Scotland also known as Scotland Wharf is a census-designated place (CDP) in Surry County, Virginia, United States. As of the 2020 census, Scotland had a population of 153. Located on State Route 31 (the John Rolfe Highway), Scotland is the southern terminus and headquarters of the Jamestown Scotland Ferry, a crossing service of the James River operated by the Virginia Department of Transportation (VDOT).

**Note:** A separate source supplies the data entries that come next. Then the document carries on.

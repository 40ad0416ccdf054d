//! Alpha handling: splitting an image into planes and putting it back together.
//!
//! - [`extract_alpha`] separates the RGB samples from the alpha samples so
//!   color stages never see transparency.
//! - [`Compositor`] either re-interleaves the planes verbatim or flattens the
//!   image against a solid background, dropping the alpha channel:
//!   `out = floor(fg * a/255 + bg * (1 - a/255))`.

mod composite;
mod extract;

pub use composite::{blend, Compositor};
pub use extract::{extract_alpha, ExtractedPlanes};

Visitors approaching from the south to Virginia's Historic Triangle may use the ferry service via Scotland. Replicas of the Susan Constant, Godspeed, and Discovery are docked near the northern ferry terminus at Glasshouse Point in James City County and can be seen from the ferry.

Scotland was at one time the terminal of a narrow-gauge railroad from Dendron.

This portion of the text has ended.